Exercise objective ->
All the records below must be returned exactly as they stand.

[Items from a data source]
-------
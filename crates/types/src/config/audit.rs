//! Audit log configuration.

use schemars::JsonSchema;
use serde::{Deserialize, Serialize};

use super::ConfigError;

/// Minimum size before rotating the audit log (1 MiB).
const MIN_MAX_FILE_SIZE_BYTES: u64 = 1024 * 1024;

fn default_audit_path() -> String {
    "audit.jsonl".to_string()
}

const fn default_max_file_size_bytes() -> u64 {
    64 * 1024 * 1024
}

const fn default_max_rotated_files() -> u32 {
    5
}

/// Configuration for the JSON-lines audit log of admin actions.
#[derive(Debug, Clone, PartialEq, Eq, Serialize, Deserialize, JsonSchema)]
pub struct AuditConfig {
    /// Whether audit events are written to disk.
    #[serde(default)]
    pub enabled: bool,
    /// Path of the active log file.
    #[serde(default = "default_audit_path")]
    pub path: String,
    /// Size at which the active file is rotated. Must be >= 1 MiB.
    #[serde(default = "default_max_file_size_bytes")]
    pub max_file_size_bytes: u64,
    /// Rotated files kept before the oldest is deleted. Must be >= 1.
    #[serde(default = "default_max_rotated_files")]
    pub max_rotated_files: u32,
}

#[bon::bon]
impl AuditConfig {
    /// Creates an audit configuration with validation.
    ///
    /// # Errors
    ///
    /// Returns [`ConfigError::Validation`] if any value is out of range.
    #[builder]
    pub fn new(
        #[builder(default)] enabled: bool,
        #[builder(into, default = default_audit_path())] path: String,
        #[builder(default = default_max_file_size_bytes())] max_file_size_bytes: u64,
        #[builder(default = default_max_rotated_files())] max_rotated_files: u32,
    ) -> Result<Self, ConfigError> {
        let config = Self { enabled, path, max_file_size_bytes, max_rotated_files };
        config.validate()?;
        Ok(config)
    }
}

impl AuditConfig {
    /// Validates the configuration values.
    ///
    /// # Errors
    ///
    /// Returns [`ConfigError::Validation`] if any value is out of range.
    pub fn validate(&self) -> Result<(), ConfigError> {
        if self.path.is_empty() {
            return Err(ConfigError::Validation { message: "audit path must not be empty".to_string() });
        }
        if self.max_file_size_bytes < MIN_MAX_FILE_SIZE_BYTES {
            return Err(ConfigError::Validation {
                message: "max_file_size_bytes must be >= 1 MB".to_string(),
            });
        }
        if self.max_rotated_files == 0 {
            return Err(ConfigError::Validation {
                message: "max_rotated_files must be >= 1".to_string(),
            });
        }
        Ok(())
    }
}

impl Default for AuditConfig {
    fn default() -> Self {
        Self {
            enabled: false,
            path: default_audit_path(),
            max_file_size_bytes: default_max_file_size_bytes(),
            max_rotated_files: default_max_rotated_files(),
        }
    }
}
-------
Task response ->
filename crates/types/src/config/audit.rs
//! Audit log configuration.

use schemars::JsonSchema;
use serde::{Deserialize, Serialize};

use super::ConfigError;

/// Minimum size before rotating the audit log (1 MiB).
const MIN_MAX_FILE_SIZE_BYTES: u64 = 1024 * 1024;

fn default_audit_path() -> String {
    "audit.jsonl".to_string()
}

const fn default_max_file_size_bytes() -> u64 {
    64 * 1024 * 1024
}

const fn default_max_rotated_files() -> u32 {
    5
}

/// Configuration for the JSON-lines audit log of admin actions.
#[derive(Debug, Clone, PartialEq, Eq, Serialize, Deserialize, JsonSchema)]
pub struct AuditConfig {
    /// Whether audit events are written to disk.
    #[serde(default)]
    pub enabled: bool,
    /// Path of the active log file.
    #[serde(default = "default_audit_path")]
    pub path: String,
    /// Size at which the active file is rotated. Must be >= 1 MiB.
    #[serde(default = "default_max_file_size_bytes")]
    pub max_file_size_bytes: u64,
    /// Rotated files kept before the oldest is deleted. Must be >= 1.
    #[serde(default = "default_max_rotated_files")]
    pub max_rotated_files: u32,
}

#[bon::bon]
impl AuditConfig {
    /// Creates an audit configuration with validation.
    ///
    /// # Errors
    ///
    /// Returns [`ConfigError::Validation`] if any value is out of range.
    #[builder]
    pub fn new(
        #[builder(default)] enabled: bool,
        #[builder(into, default = default_audit_path())] path: String,
        #[builder(default = default_max_file_size_bytes())] max_file_size_bytes: u64,
        #[builder(default = default_max_rotated_files())] max_rotated_files: u32,
    ) -> Result<Self, ConfigError> {
        let config = Self { enabled, path, max_file_size_bytes, max_rotated_files };
        config.validate()?;
        Ok(config)
    }
}

impl AuditConfig {
    /// Validates the configuration values.
    ///
    /// # Errors
    ///
    /// Returns [`ConfigError::Validation`] if any value is out of range.
    pub fn validate(&self) -> Result<(), ConfigError> {
        if self.path.is_empty() {
            return Err(ConfigError::Validation { message: "audit path must not be empty".to_string() });
        }
        if self.max_file_size_bytes < MIN_MAX_FILE_SIZE_BYTES {
            return Err(ConfigError::Validation {
                message: "max_file_size_bytes must be >= 1 MB".to_string(),
            });
        }
        if self.max_rotated_files == 0 {
            return Err(ConfigError::Validation {
                message: "max_rotated_files must be >= 1".to_string(),
            });
        }
        Ok(())
    }
}

impl Default for AuditConfig {
    fn default() -> Self {
        Self {
            enabled: false,
            path: default_audit_path(),
            max_file_size_bytes: default_max_file_size_bytes(),
            max_rotated_files: default_max_rotated_files(),
        }
    }
}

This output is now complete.